Regehr & Bazzaz (1979) modelled the dispersal distance of C. canadensis seed using a negative exponential function. The negative exponential, and other empirical models, have been used to quantify the spread of forbs (Bullock & Clarke 2000) and trees (Clark et al. 1999; Greene & Calogeropoulos 2001). Such empirical models can provide information about the spread of a species but do so with little knowledge of underlying mechanisms. Mechanistic models have also been used to model the dispersal of forbs (Tackenberg, Poschlod & Kahmen 2003; Skarpaas et al. 2004; Soons et al. 2004) and trees (Greene & Johnson 1989; Nathan, Safriel & Noy-Meir 2001; Katul et al. 2005). These differ from empirical models because they rely on parameters that account for meteorological (horizontal and vertical wind speed) and biological (settlement velocity) dynamics known to be important in seed dispersal. Mechanistic models require precise meteorological measurement to represent accurately seed movement during the dispersal period. Many experiments have averaged wind speed over many months (McEvoy & Cox 1987; Greene & Johnson 1989; Bullock & Clarke 2000), making it impossible to resolve the importance of stochastic wind events that occur over short time intervals. Vertical instability, in the form of infrequent updrafts, may affect dispersal distance even more than wind speed alone, and can be included in mechanistic models by slowing the settlement velocity (Nathan, Safriel & Noy-Meir 2001; Tackenberg, Poschlod & Kahmen 2003; Skarpaas et al. 2004; Boehm & Aylor 2005).

Another important component in dispersal patterns is the variation in horizontal wind direction and speed. Prevailing wind direction is important to measure movement in one dimension, but sampling designs often cannot accurately assess two-dimensional seed dispersal patterns. The two-dimensional spatial distribution of weedy species has been studied frequently, but often for gravity-dispersed seed (R. Humston, unpublished data). Bullock & Clarke (2000) examined seed movement in four directions, analysing each direction independently. While this study revealed a dispersal kernel that was anisotropic, causal mechanisms underlying such distributions are poorly understood.

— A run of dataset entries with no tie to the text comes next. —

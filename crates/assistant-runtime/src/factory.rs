//! Provider selection
//!
//! The one place that branches on `ProviderKind`; everything downstream
//! only sees `dyn AiService`.

use std::time::Duration;

use assistant_core::{
    error::{AssistantError, Result},
    model::{ProviderKind, UserSettings},
    provider::{AiService, AiServiceFactory},
};

#[cfg(feature = "ollama")]
use crate::ollama::{OllamaConfig, OllamaService};
use crate::openai::{OpenAiConfig, OpenAiService};

/// Server-wide provider configuration
#[derive(Clone, Debug, Default)]
pub struct RuntimeConfig {
    pub openai: OpenAiConfig,
    #[cfg(feature = "ollama")]
    pub ollama: OllamaConfig,
}

impl RuntimeConfig {
    pub fn from_env() -> Self {
        Self {
            openai: OpenAiConfig::from_env(),
            #[cfg(feature = "ollama")]
            ollama: OllamaConfig::from_env(),
        }
    }
}

/// Builds the AI service selected by a user's settings
pub struct ProviderFactory {
    config: RuntimeConfig,
    http: reqwest::Client,
}

impl ProviderFactory {
    pub fn new(config: RuntimeConfig) -> Result<Self> {
        let http = reqwest::Client::builder()
            .connect_timeout(Duration::from_secs(10))
            .build()
            .map_err(|e| {
                AssistantError::ProviderConfig(format!("Failed to create HTTP client: {e}"))
            })?;
        Ok(Self { config, http })
    }

    pub fn from_env() -> Result<Self> {
        Self::new(RuntimeConfig::from_env())
    }
}

impl AiServiceFactory for ProviderFactory {
    fn build(&self, settings: &UserSettings) -> Result<Box<dyn AiService>> {
        match settings.ai_provider {
            ProviderKind::OpenAi => Ok(Box::new(OpenAiService::new(
                self.http.clone(),
                self.config.openai.clone(),
                settings,
            )?)),
            #[cfg(feature = "ollama")]
            ProviderKind::Ollama => Ok(Box::new(OllamaService::for_user(
                self.config.ollama.clone(),
                settings,
            )?)),
            #[cfg(not(feature = "ollama"))]
            ProviderKind::Ollama => Err(AssistantError::ProviderConfig(
                "Ollama support is not enabled in this build".into(),
            )),
        }
    }
}

#[cfg(test)]
mod tests {
    use super::*;

    fn factory(fallback: Option<&str>) -> ProviderFactory {
        let config = RuntimeConfig {
            openai: OpenAiConfig {
                fallback_api_key: fallback.map(Into::into),
                ..Default::default()
            },
            ..Default::default()
        };
        ProviderFactory::new(config).unwrap()
    }

    #[test]
    fn test_openai_without_any_key_fails_fast() {
        let err = factory(None).build(&UserSettings::new("u1")).err().unwrap();
        assert!(matches!(err, AssistantError::ProviderConfig(_)));
    }

    #[test]
    fn test_openai_uses_user_model() {
        let mut settings = UserSettings::new("u1");
        settings.openai_api_key = Some("sk-user".into());
        settings.openai_model = Some("gpt-4o-mini".into());

        let service = factory(None).build(&settings).unwrap();
        assert_eq!(service.name(), "OpenAI");
        assert_eq!(service.model(), "gpt-4o-mini");
    }

    #[test]
    fn test_server_key_covers_users_without_one() {
        let service = factory(Some("sk-server")).build(&UserSettings::new("u1")).unwrap();
        assert_eq!(service.model(), "gpt-3.5-turbo");
    }

    #[cfg(feature = "ollama")]
    #[test]
    fn test_ollama_selection() {
        let mut settings = UserSettings::new("u1");
        settings.ai_provider = ProviderKind::Ollama;

        let service = factory(None).build(&settings).unwrap();
        assert_eq!(service.name(), "Ollama");
    }
}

In this study, seed dispersal was measured in both the prevailing wind direction (PWD) to 500 m and in two-dimensions to 70 m. One-dimensional empirical models were fit to the data to determine which model provided the best fit. A mechanistic model was also evaluated to determine if the meteorological conditions measured could account for seed movement in PWD. The analysis was then expanded to incorporate wind and seed movement in two dimensions. Circular statistics were used to compare the two-dimensional spatial distributions as described by Batschelet (1981) and Jammalamadaka & SenGupta (2001). Wind speed and direction were correlated with seed direction and distance over short time intervals. By understanding the interplay between wind speed and direction of seed dispersal, we can better predict the movement of species that rely on wind as a vector to overcome dispersal constraints. One- and two-dimensional sampling and modelling can elucidate extra-field dispersal and also quantify intrafield spread patterns.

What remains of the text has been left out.